- Work to complete:
Pull from the data below each line where the word "project" occurs, and copy it.
***
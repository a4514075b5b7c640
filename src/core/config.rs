//! Persisted project configuration and the flag/config merge.
//!
//! `youtools.json` is written by `init` and read by `add`. Flags typed on the
//! command line win over the file; flag defaults never do.

use serde::{Deserialize, Serialize};
use std::collections::BTreeSet;
use std::path::PathBuf;

use crate::error::{Error, Result};
use crate::project::{Project, DEFAULT_OUTPUT_DIR};
use crate::utils::io;

/// The closed set of options shared by flags and the persisted config.
#[derive(Debug, Clone, Copy, PartialEq, Eq, Hash, PartialOrd, Ord)]
pub enum OptionKey {
    Typescript,
    Overwrite,
    AppendToIndex,
    Path,
    Silent,
}

impl OptionKey {
    pub const ALL: [OptionKey; 5] = [
        OptionKey::Typescript,
        OptionKey::Overwrite,
        OptionKey::AppendToIndex,
        OptionKey::Path,
        OptionKey::Silent,
    ];

    pub fn as_str(&self) -> &'static str {
        match self {
            OptionKey::Typescript => "typescript",
            OptionKey::Overwrite => "overwrite",
            OptionKey::AppendToIndex => "appendToIndex",
            OptionKey::Path => "path",
            OptionKey::Silent => "silent",
        }
    }
}

/// Option keys the user explicitly supplied in this invocation.
#[derive(Debug, Clone, Default, PartialEq, Eq)]
pub struct OverrideSet {
    keys: BTreeSet<OptionKey>,
}

impl OverrideSet {
    pub fn new() -> Self {
        Self::default()
    }

    pub fn insert(&mut self, key: OptionKey) {
        self.keys.insert(key);
    }

    pub fn contains(&self, key: OptionKey) -> bool {
        self.keys.contains(&key)
    }

    pub fn is_empty(&self) -> bool {
        self.keys.is_empty()
    }
}

impl FromIterator<OptionKey> for OverrideSet {
    fn from_iter<I: IntoIterator<Item = OptionKey>>(iter: I) -> Self {
        Self {
            keys: iter.into_iter().collect(),
        }
    }
}

/// Flag values after defaults have been applied.
#[derive(Debug, Clone, PartialEq, Eq)]
pub struct CliFlags {
    pub typescript: bool,
    pub overwrite: bool,
    pub append_to_index: bool,
    pub path: Option<String>,
    pub silent: bool,
}

impl Default for CliFlags {
    fn default() -> Self {
        Self {
            typescript: true,
            overwrite: false,
            append_to_index: true,
            path: None,
            silent: false,
        }
    }
}

/// Contents of `youtools.json`.
#[derive(Debug, Clone, PartialEq, Eq, Serialize, Deserialize)]
#[serde(rename_all = "camelCase", deny_unknown_fields)]
pub struct PersistedConfig {
    pub typescript: bool,
    pub overwrite: bool,
    pub append_to_index: bool,
    pub path: String,
    pub silent: bool,
}

impl PersistedConfig {
    pub fn from_flags(flags: &CliFlags) -> Self {
        Self {
            typescript: flags.typescript,
            overwrite: flags.overwrite,
            append_to_index: flags.append_to_index,
            path: flags
                .path
                .clone()
                .unwrap_or_else(|| DEFAULT_OUTPUT_DIR.to_string()),
            silent: flags.silent,
        }
    }

    pub fn validate(&self) -> std::result::Result<(), String> {
        if self.path.trim().is_empty() {
            return Err("'path' must not be empty".to_string());
        }
        Ok(())
    }
}

/// Options every component of the add pipeline reads. Fully resolved.
#[derive(Debug, Clone, PartialEq, Eq, Serialize)]
#[serde(rename_all = "camelCase")]
pub struct EffectiveOptions {
    pub use_native_language: bool,
    pub overwrite_existing: bool,
    pub append_to_index: bool,
    #[serde(skip_serializing_if = "Option::is_none")]
    pub output_directory: Option<PathBuf>,
    pub silent: bool,
}

impl From<&CliFlags> for EffectiveOptions {
    fn from(flags: &CliFlags) -> Self {
        Self {
            use_native_language: flags.typescript,
            overwrite_existing: flags.overwrite,
            append_to_index: flags.append_to_index,
            output_directory: flags.path.as_ref().map(PathBuf::from),
            silent: flags.silent,
        }
    }
}

/// Combine flags with the persisted config. For each key the flag value is
/// used when the key is in `overrides`, the persisted value otherwise.
pub fn merge(
    flags: &CliFlags,
    overrides: OverrideSet,
    persisted: Option<&PersistedConfig>,
) -> EffectiveOptions {
    let Some(config) = persisted else {
        return EffectiveOptions::from(flags);
    };

    let explicit = |key: OptionKey| overrides.contains(key);

    EffectiveOptions {
        use_native_language: if explicit(OptionKey::Typescript) {
            flags.typescript
        } else {
            config.typescript
        },
        overwrite_existing: if explicit(OptionKey::Overwrite) {
            flags.overwrite
        } else {
            config.overwrite
        },
        append_to_index: if explicit(OptionKey::AppendToIndex) {
            flags.append_to_index
        } else {
            config.append_to_index
        },
        output_directory: match (&flags.path, explicit(OptionKey::Path)) {
            (Some(path), true) => Some(PathBuf::from(path)),
            _ => Some(PathBuf::from(&config.path)),
        },
        silent: if explicit(OptionKey::Silent) {
            flags.silent
        } else {
            config.silent
        },
    }
}

/// Read and validate the project's persisted config.
///
/// `Ok(None)` when no config file exists. A file that cannot be read or does
/// not match the schema yields `config.malformed` naming the file.
pub fn load(project: &Project) -> Result<Option<PersistedConfig>> {
    let path = project.config_path();
    if !path.exists() {
        return Ok(None);
    }
    let display = path.display().to_string();

    let raw = io::read_file(&path, "read config")
        .map_err(|e| Error::config_malformed(display.clone(), e.summary()))?;

    let config: PersistedConfig = serde_json::from_str(&raw)
        .map_err(|e| Error::config_malformed(display.clone(), e.to_string()))?;

    config
        .validate()
        .map_err(|problem| Error::config_malformed(display, problem))?;

    Ok(Some(config))
}

/// Parse a boolean flag value. Accepts the usual spellings, case-insensitive.
pub fn parse_bool(value: &str) -> Option<bool> {
    match value.trim().to_ascii_lowercase().as_str() {
        "true" | "1" | "yes" | "y" | "on" => Some(true),
        "false" | "0" | "no" | "n" | "off" => Some(false),
        _ => None,
    }
}
//! PostgreSQL pool bootstrap.

use std::time::Duration;

use sqlx::PgPool;
use sqlx::postgres::PgPoolOptions;

const RETRY_DELAY: Duration = Duration::from_secs(2);

/// Connects to PostgreSQL, retrying while the database comes up.
///
/// Gives up after `attempts` tries (at least one) and returns the last error.
pub async fn connect_with_retry(url: &str, attempts: u32) -> Result<PgPool, sqlx::Error> {
    let attempts = attempts.max(1);
    let mut attempt = 0;
    loop {
        attempt += 1;
        let result = PgPoolOptions::new()
            .max_connections(10)
            .acquire_timeout(Duration::from_secs(5))
            .connect(url)
            .await;
        match result {
            Ok(pool) => {
                tracing::info!(attempt, "connected to database");
                return Ok(pool);
            }
            Err(e) if attempt < attempts => {
                tracing::warn!(attempt, attempts, error = %e, "database not ready, retrying");
                tokio::time::sleep(RETRY_DELAY).await;
            }
            Err(e) => return Err(e),
        }
    }
}
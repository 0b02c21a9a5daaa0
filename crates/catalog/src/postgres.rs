use async_trait::async_trait;
use common::{Money, Pagination, ProductId, StoreError};
use rust_decimal::Decimal;
use sqlx::{PgPool, Row, postgres::PgRow};

use crate::model::Product;
use crate::repository::ProductRepository;

/// PostgreSQL-backed product repository.
#[derive(Clone)]
pub struct PostgresProductRepository {
    pool: PgPool,
}

impl PostgresProductRepository {
    /// Creates a new PostgreSQL product repository.
    pub fn new(pool: PgPool) -> Self {
        Self { pool }
    }

    /// Gets a reference to the underlying connection pool.
    pub fn pool(&self) -> &PgPool {
        &self.pool
    }

    /// Runs the database migrations.
    pub async fn run_migrations(&self) -> Result<(), StoreError> {
        sqlx::migrate!("../../migrations/catalog")
            .run(&self.pool)
            .await?;
        Ok(())
    }

    fn row_to_product(row: PgRow) -> Result<Product, StoreError> {
        Ok(Product {
            id: ProductId::new(row.try_get::<String, _>("id")?),
            name: row.try_get("name")?,
            description: row.try_get("description")?,
            // NUMERIC pads to the column scale
            price: Money::new(row.try_get::<Decimal, _>("price")?.normalize()),
        })
    }
}

#[async_trait]
impl ProductRepository for PostgresProductRepository {
    async fn put_product(&self, product: &Product) -> Result<(), StoreError> {
        sqlx::query("INSERT INTO products (id, name, description, price) VALUES ($1, $2, $3, $4)")
            .bind(product.id.as_str())
            .bind(&product.name)
            .bind(&product.description)
            .bind(product.price.amount())
            .execute(&self.pool)
            .await
            .map_err(|e| {
                if let sqlx::Error::Database(ref db_err) = e
                    && db_err.is_unique_violation()
                {
                    return StoreError::Conflict(product.id.to_string());
                }
                StoreError::Database(e)
            })?;
        Ok(())
    }

    async fn get_product(&self, id: &ProductId) -> Result<Option<Product>, StoreError> {
        let row = sqlx::query("SELECT id, name, description, price FROM products WHERE id = $1")
            .bind(id.as_str())
            .fetch_optional(&self.pool)
            .await?;

        row.map(Self::row_to_product).transpose()
    }

    async fn list_products(&self, page: Pagination) -> Result<Vec<Product>, StoreError> {
        let rows = sqlx::query(
            r#"
            SELECT id, name, description, price
            FROM products
            ORDER BY id DESC
            OFFSET $1 LIMIT $2
            "#,
        )
        .bind(page.offset())
        .bind(page.limit())
        .fetch_all(&self.pool)
        .await?;

        rows.into_iter().map(Self::row_to_product).collect()
    }

    async fn get_products_by_ids(&self, ids: &[ProductId]) -> Result<Vec<Product>, StoreError> {
        let ids: Vec<&str> = ids.iter().map(ProductId::as_str).collect();
        let rows =
            sqlx::query("SELECT id, name, description, price FROM products WHERE id = ANY($1)")
                .bind(ids)
                .fetch_all(&self.pool)
                .await?;

        rows.into_iter().map(Self::row_to_product).collect()
    }

    async fn search_products(
        &self,
        query: &str,
        page: Pagination,
    ) -> Result<Vec<Product>, StoreError> {
        // every term must appear in the name or the description
        let patterns: Vec<String> = query
            .split_whitespace()
            .map(|term| format!("%{}%", escape_like(term)))
            .collect();

        let rows = sqlx::query(
            r#"
            SELECT id, name, description, price
            FROM products p
            WHERE NOT EXISTS (
                SELECT 1 FROM unnest($1::text[]) AS t(pattern)
                WHERE p.name NOT ILIKE t.pattern AND p.description NOT ILIKE t.pattern
            )
            ORDER BY id DESC
            OFFSET $2 LIMIT $3
            "#,
        )
        .bind(patterns)
        .bind(page.offset())
        .bind(page.limit())
        .fetch_all(&self.pool)
        .await?;

        rows.into_iter().map(Self::row_to_product).collect()
    }
}

fn escape_like(term: &str) -> String {
    term.replace('\\', "\\\\")
        .replace('%', "\\%")
        .replace('_', "\\_")
}
//! Fan-out and stitching across the account, catalog and order services.
//!
//! Every outbound call runs under its own deadline. A failed root lookup
//! fails the whole request; a failed nested lookup becomes a [`FieldError`]
//! next to the data that did resolve.

use std::sync::Arc;
use std::time::Duration;

use account::{Account, AccountApi};
use catalog::{CatalogApi, NewProduct, Product, validate_new_product};
use common::{AccountId, ProductId, ServiceError, with_deadline};
use futures_util::future::join_all;
use order::{Order, OrderApi, RequestedLine};

use crate::model::{
    AccountView, AccountsQuery, Composed, FieldError, ProductSelector, ProductsQuery,
    page_or_default,
};

/// The composition gateway.
///
/// Holds one client per peer service; clients are built once at start-up and
/// shared by every request.
#[derive(Clone)]
pub struct Gateway {
    accounts: Arc<dyn AccountApi>,
    catalog: Arc<dyn CatalogApi>,
    orders: Arc<dyn OrderApi>,
    deadline: Duration,
}

impl Gateway {
    /// Creates a gateway over the three services with a per-call deadline.
    pub fn new(
        accounts: Arc<dyn AccountApi>,
        catalog: Arc<dyn CatalogApi>,
        orders: Arc<dyn OrderApi>,
        deadline: Duration,
    ) -> Self {
        Self {
            accounts,
            catalog,
            orders,
            deadline,
        }
    }

    /// Per-call deadline.
    pub fn deadline(&self) -> Duration {
        self.deadline
    }

    /// Resolves one account and, optionally, its orders.
    #[tracing::instrument(skip(self))]
    pub async fn account(
        &self,
        id: &AccountId,
        with_orders: bool,
    ) -> Result<Composed<AccountView>, ServiceError> {
        let account = self.fetch_account(id).await?;
        let mut composed = Composed::new(AccountView::from(account));
        if with_orders {
            let (orders, error) = self.stitch_orders(&composed.data.id, "account.orders").await;
            composed.data.orders = orders;
            composed.errors.extend(error);
        }
        Ok(composed)
    }

    /// Resolves a single account by id or a page of accounts, each with its
    /// orders loaded concurrently.
    #[tracing::instrument(skip(self))]
    pub async fn accounts(
        &self,
        query: AccountsQuery,
    ) -> Result<Composed<Vec<AccountView>>, ServiceError> {
        let accounts: Vec<Account> = match query.id.as_deref().filter(|id| !id.trim().is_empty()) {
            Some(id) => vec![self.fetch_account(&AccountId::new(id)).await?],
            None => {
                let page = page_or_default(query.skip, query.take);
                with_deadline(
                    self.deadline,
                    "account.list",
                    self.accounts.list_accounts(page),
                )
                .await?
            }
        };

        let mut views: Vec<AccountView> = accounts.into_iter().map(AccountView::from).collect();
        let mut errors = Vec::new();

        if query.orders.unwrap_or(true) {
            let lookups = views.iter().enumerate().map(|(i, view)| {
                let path = format!("accounts[{i}].orders");
                async move { self.stitch_orders(&view.id, &path).await }
            });
            let results = join_all(lookups).await;

            for (view, (orders, error)) in views.iter_mut().zip(results) {
                view.orders = orders;
                errors.extend(error);
            }
        }

        Ok(Composed {
            data: views,
            errors,
        })
    }

    /// Answers a products request with exactly one catalog call.
    #[tracing::instrument(skip(self))]
    pub async fn products(&self, query: ProductsQuery) -> Result<Vec<Product>, ServiceError> {
        let catalog = &self.catalog;
        match query.selector() {
            ProductSelector::ById(id) => {
                let product = with_deadline(
                    self.deadline,
                    "catalog.get",
                    catalog.get_product(&ProductId::new(id)),
                )
                .await?;
                Ok(vec![product])
            }
            ProductSelector::Search(text, page) => {
                with_deadline(
                    self.deadline,
                    "catalog.search",
                    catalog.search_products(&text, page),
                )
                .await
            }
            ProductSelector::ByIds(ids) => {
                let ids: Vec<ProductId> = ids.into_iter().map(ProductId::new).collect();
                with_deadline(
                    self.deadline,
                    "catalog.get_by_ids",
                    catalog.get_products_by_ids(&ids),
                )
                .await
            }
            ProductSelector::List(page) => {
                with_deadline(self.deadline, "catalog.list", catalog.list_products(page)).await
            }
        }
    }

    /// Creates an account.
    #[tracing::instrument(skip(self))]
    pub async fn create_account(&self, name: &str) -> Result<Account, ServiceError> {
        let name = name.trim();
        if name.is_empty() {
            return Err(ServiceError::invalid("account name is required"));
        }
        with_deadline(
            self.deadline,
            "account.create",
            self.accounts.create_account(name.to_string()),
        )
        .await
    }

    /// Creates a product.
    #[tracing::instrument(skip(self, product), fields(name = %product.name))]
    pub async fn create_product(&self, product: NewProduct) -> Result<Product, ServiceError> {
        validate_new_product(&product)?;
        with_deadline(
            self.deadline,
            "catalog.create",
            self.catalog.create_product(product),
        )
        .await
    }

    /// Places an order.
    #[tracing::instrument(skip(self, lines), fields(requested = lines.len()))]
    pub async fn create_order(
        &self,
        account_id: AccountId,
        lines: Vec<RequestedLine>,
    ) -> Result<Order, ServiceError> {
        validate_order_input(&account_id, &lines)?;
        with_deadline(
            self.deadline,
            "order.create",
            self.orders.create_order(account_id, lines),
        )
        .await
    }

    async fn fetch_account(&self, id: &AccountId) -> Result<Account, ServiceError> {
        if id.is_blank() {
            return Err(ServiceError::invalid("account id is required"));
        }
        with_deadline(self.deadline, "account.get", self.accounts.get_account(id)).await
    }

    /// Loads the orders of one account, turning a failure into a field error.
    async fn stitch_orders(
        &self,
        account_id: &AccountId,
        path: &str,
    ) -> (Option<Vec<Order>>, Option<FieldError>) {
        let result = with_deadline(
            self.deadline,
            "order.for_account",
            self.orders.get_orders_for_account(account_id),
        )
        .await;

        match result {
            Ok(orders) => (Some(orders), None),
            Err(e) => {
                metrics::counter!("gateway_field_errors_total", "field" => "orders").increment(1);
                tracing::warn!(%account_id, path, error = %e, "orders unavailable for account");
                (None, Some(FieldError::new(path, &e)))
            }
        }
    }
}

/// Rejects order input that no service would accept.
pub fn validate_order_input(
    account_id: &AccountId,
    lines: &[RequestedLine],
) -> Result<(), ServiceError> {
    if account_id.is_blank() {
        return Err(ServiceError::invalid("account id is required"));
    }
    if lines.is_empty() {
        return Err(ServiceError::invalid("order must contain at least one product"));
    }
    for line in lines {
        if line.product_id.is_blank() {
            return Err(ServiceError::invalid("product id is required"));
        }
        if line.quantity <= 0 {
            return Err(ServiceError::invalid(format!(
                "invalid quantity {} for product {}",
                line.quantity, line.product_id
            )));
        }
    }
    Ok(())
}

#[cfg(test)]
mod tests {
    use super::*;

    #[test]
    fn order_input_validation() {
        let account = AccountId::new("A1");
        assert!(validate_order_input(&account, &[RequestedLine::new("P1", 1)]).is_ok());
        assert!(validate_order_input(&account, &[]).is_err());
        assert!(validate_order_input(&account, &[RequestedLine::new("P1", 0)]).is_err());
        assert!(validate_order_input(&account, &[RequestedLine::new("P1", -1)]).is_err());
        assert!(validate_order_input(&AccountId::new(" "), &[RequestedLine::new("P1", 1)]).is_err());
    }
}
***
- Response to the task:
//! Persisted project configuration and the flag/config merge.
use crate::project::{Project, DEFAULT_OUTPUT_DIR};
/// Read and validate the project's persisted config.
pub fn load(project: &Project) -> Result<Option<PersistedConfig>> {
    let path = project.config_path();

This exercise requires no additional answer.